● What to produce
Across the listing below, count the lines holding "leave". State the number and nothing more.

● Supplied entries
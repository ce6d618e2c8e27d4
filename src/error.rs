// Copyright (C) 2020-2026 Andy Kurnia.

pub struct MyError {
    s: String,
}

impl std::fmt::Display for MyError {
    fn fmt(&self, f: &mut std::fmt::Formatter<'_>) -> std::fmt::Result {
        write!(f, "{}", self.s)
    }
}

impl std::fmt::Debug for MyError {
    fn fmt(&self, f: &mut std::fmt::Formatter<'_>) -> std::fmt::Result {
        (self as &dyn std::fmt::Display).fmt(f)
    }
}

impl std::error::Error for MyError {}

pub fn new(s: String) -> MyError {
    MyError { s }
}

// Send + Sync so errors can cross the room manager's tasks.
pub type BoxAnyError = Box<dyn std::error::Error + Send + Sync>;
pub type Returns<T> = Result<T, BoxAnyError>;

#[macro_export]
macro_rules! return_error {
    ($error:expr) => {
        return Err($crate::error::new($error).into());
    };
}

// Failures the room registry reports to its caller.
#[derive(Debug, Clone, PartialEq, Eq, thiserror::Error)]
pub enum RoomError {
    #[error("room {0:?} not found")]
    RoomNotFound(String),
    #[error("player {0:?} is not in this room")]
    PlayerNotInRoom(String),
    #[error("it is not {0}'s turn")]
    NotYourTurn(String),
    #[error("room is {0}, which does not allow this")]
    InvalidState(&'static str),
    #[error("room already has two players")]
    RoomFull,
    #[error("name {0:?} is taken in this room")]
    NameTaken(String),
    #[error("only the host can do that, not {0}")]
    NotHost(String),
}
// Copyright (C) 2020-2026 Andy Kurnia.

use std::sync::{Arc, Mutex};
use std::time::{Duration, Instant};

use crossroom::command::{Action, Command};
use crossroom::dictionary::{Dictionary, WordListDictionary};
use crossroom::error::RoomError;
use crossroom::events;
use crossroom::game_config::{Difficulty, ManagerConfig, RoomOptions};
use crossroom::room::{GameState, RoomSnapshot, TurnOutcome, VIRTUAL_PLAYER_NAME};
use crossroom::room_manager::RoomManager;

const WORDS: &str = "cat\ncats\nat\nta\nact\nscat\ntea\neat\nate\n";

fn manager_with(dictionary: Arc<dyn Dictionary>, search_budget: Duration) -> RoomManager {
    RoomManager::new(
        dictionary,
        ManagerConfig {
            virtual_player_delay: Duration::from_millis(20),
            search_budget,
            tick_interval: Duration::from_millis(1000),
        },
    )
}

fn manager() -> RoomManager {
    let mut dictionary = WordListDictionary::new();
    dictionary.load_str("default", WORDS).unwrap();
    manager_with(Arc::new(dictionary), Duration::from_secs(5))
}

// Every lookup takes a while, so a full search runs into its budget.
struct SlowDictionary(WordListDictionary);

impl Dictionary for SlowDictionary {
    fn in_dictionary(&self, dictionary_id: &str, word: &str) -> bool {
        std::thread::sleep(Duration::from_micros(200));
        self.0.in_dictionary(dictionary_id, word)
    }
}

async fn mover(manager: &RoomManager, id: &str) -> Option<String> {
    manager
        .with_room(id, |room| room.mover().map(|player| player.name.clone()))
        .await
        .unwrap()
}

// Waits for the virtual player to hand the turn back.
async fn wait_for_mover(manager: &RoomManager, id: &str, name: &str) {
    tokio::time::timeout(Duration::from_secs(10), async {
        while mover(manager, id).await.as_deref() != Some(name) {
            tokio::time::sleep(Duration::from_millis(10)).await;
        }
    })
    .await
    .expect("virtual player did not move");
}

fn pass(sender: &str) -> Command {
    Command::new(sender, Action::Pass)
}

#[tokio::test]
async fn virtual_player_answers_after_a_delay() {
    let manager = manager();
    let options = RoomOptions {
        single_player: true,
        difficulty: Difficulty::Expert,
        ..RoomOptions::default()
    };
    manager.create_room("solo", "ann", options).await.unwrap();
    let seen = Arc::new(Mutex::new(Vec::new()));
    {
        let seen = Arc::clone(&seen);
        manager
            .subscribe("solo", move |events: &mut events::RoomEvents| {
                let skipped = Arc::clone(&seen);
                events.turn_skipped.subscribe(move |event: &events::TurnSkipped| {
                    skipped.lock().unwrap().push(format!("skipped {}", event.player));
                });
                let changed = Arc::clone(&seen);
                events.turn_changed.subscribe(move |event: &events::TurnChanged| {
                    changed.lock().unwrap().push(format!("turn {}", event.player));
                });
            })
            .await
            .unwrap();
    }
    manager.accept("solo", "ann").await.unwrap();
    assert_eq!(mover(&manager, "solo").await.as_deref(), Some("ann"));

    let outcome = manager.handle_command("solo", &pass("ann")).await.unwrap();
    assert_eq!(outcome, TurnOutcome::Passed);
    wait_for_mover(&manager, "solo", "ann").await;

    let seen = seen.lock().unwrap().clone();
    // command outcome, then the turn change, then the virtual player
    assert_eq!(seen[..3], ["turn ann", "skipped ann", format!("turn {}", VIRTUAL_PLAYER_NAME).as_str()]);
    assert_eq!(seen.last().map(String::as_str), Some("turn ann"));
    assert_eq!(manager.with_room("solo", |room| room.turn()).await, Ok(2));
}

#[tokio::test]
async fn finished_games_are_handed_to_persistence() {
    let manager = manager();
    let snapshots = Arc::new(Mutex::new(Vec::<RoomSnapshot>::new()));
    {
        let snapshots = Arc::clone(&snapshots);
        manager.set_snapshot_sink(move |snapshot| snapshots.lock().unwrap().push(snapshot.clone()));
    }
    manager
        .create_room("duo", "ann", RoomOptions::default())
        .await
        .unwrap();
    manager.join("duo", "bob").await.unwrap();
    manager.accept("duo", "ann").await.unwrap();
    assert_eq!(
        manager.handle_command("duo", &pass("bob")).await,
        Err(RoomError::NotYourTurn("bob".into()))
    );
    for i in 0..6 {
        let sender = if i % 2 == 0 { "ann" } else { "bob" };
        manager.handle_command("duo", &pass(sender)).await.unwrap();
    }
    let snapshots = snapshots.lock().unwrap();
    assert_eq!(snapshots.len(), 1);
    assert_eq!(snapshots[0].state, GameState::GameOver);
    assert_eq!(snapshots[0].players.len(), 2);
    assert!(snapshots[0].players.iter().all(|player| player.score <= 0));
}

#[tokio::test]
async fn a_departing_human_is_replaced() {
    let manager = manager();
    manager
        .create_room("duo", "ann", RoomOptions::default())
        .await
        .unwrap();
    manager.join("duo", "bob").await.unwrap();
    manager.accept("duo", "ann").await.unwrap();
    assert_eq!(manager.leave("duo", "bob").await, Ok(GameState::GameAccepted));
    manager.handle_command("duo", &pass("ann")).await.unwrap();
    wait_for_mover(&manager, "duo", "ann").await;
    let snapshot = manager.snapshot("duo").await.unwrap();
    assert_eq!(snapshot.players[1].name, VIRTUAL_PLAYER_NAME);
    assert!(snapshot.options.single_player);
    assert_eq!(snapshot.options.difficulty, Difficulty::Beginner);

    assert_eq!(manager.leave("duo", "ann").await, Ok(GameState::GameOver));
}

#[tokio::test]
async fn a_host_leaving_on_their_turn_is_replaced() {
    let manager = manager();
    manager
        .create_room("duo", "ann", RoomOptions::default())
        .await
        .unwrap();
    manager.join("duo", "bob").await.unwrap();
    manager.accept("duo", "ann").await.unwrap();
    assert_eq!(manager.leave("duo", "ann").await, Ok(GameState::GameAccepted));
    // nobody else acts: the virtual player picks up the host's move by itself
    wait_for_mover(&manager, "duo", "bob").await;
    assert_eq!(manager.with_room("duo", |room| room.turn()).await, Ok(1));
    assert_eq!(
        manager.leave("duo", VIRTUAL_PLAYER_NAME).await,
        Err(RoomError::InvalidState("GameAccepted"))
    );
}

#[tokio::test(flavor = "multi_thread", worker_threads = 2)]
async fn hints_do_not_hold_up_the_room() {
    let mut word_lists = WordListDictionary::new();
    word_lists.load_str("default", WORDS).unwrap();
    let manager = manager_with(
        Arc::new(SlowDictionary(word_lists)),
        Duration::from_secs(2),
    );
    manager
        .create_room("duo", "ann", RoomOptions::default())
        .await
        .unwrap();
    manager.join("duo", "bob").await.unwrap();
    manager.accept("duo", "ann").await.unwrap();

    let hint = {
        let manager = manager.clone();
        tokio::spawn(async move {
            manager
                .handle_command("duo", &Command::new("ann", Action::Hint))
                .await
        })
    };
    tokio::time::sleep(Duration::from_millis(100)).await;
    let started = Instant::now();
    let outcome = manager.handle_command("duo", &pass("ann")).await;
    assert!(
        started.elapsed() < Duration::from_millis(1000),
        "pass waited {:?}",
        started.elapsed()
    );
    assert_eq!(outcome, Ok(TurnOutcome::Passed));
    assert!(matches!(
        hint.await.unwrap(),
        Ok(TurnOutcome::Hints(hints)) if !hints.is_empty()
    ));
}

#[tokio::test]
async fn refused_guests_make_room_for_others() {
    let manager = manager();
    manager
        .create_room("duo", "ann", RoomOptions::default())
        .await
        .unwrap();
    manager.join("duo", "bob").await.unwrap();
    assert_eq!(manager.join("duo", "cy").await, Err(RoomError::RoomFull));
    assert_eq!(
        manager.refuse("duo", "bob").await,
        Err(RoomError::NotHost("bob".into()))
    );
    manager.refuse("duo", "ann").await.unwrap();
    manager.join("duo", "cy").await.unwrap();
    assert_eq!(
        manager.with_room("duo", |room| room.state()).await,
        Ok(GameState::GuestJoined)
    );
}

#[tokio::test(start_paused = true)]
async fn slow_players_lose_their_turn() {
    let manager = manager();
    manager
        .create_room("duo", "ann", RoomOptions::default())
        .await
        .unwrap();
    manager.join("duo", "bob").await.unwrap();
    manager.accept("duo", "ann").await.unwrap();
    tokio::time::sleep(Duration::from_secs(30)).await;
    assert_eq!(mover(&manager, "duo").await.as_deref(), Some("ann"));
    tokio::time::sleep(Duration::from_millis(30_500)).await;
    assert_eq!(mover(&manager, "duo").await.as_deref(), Some("bob"));
    assert_eq!(manager.with_room("duo", |room| room.num_zeros()).await, Ok(1));
}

● Answer to the problem
4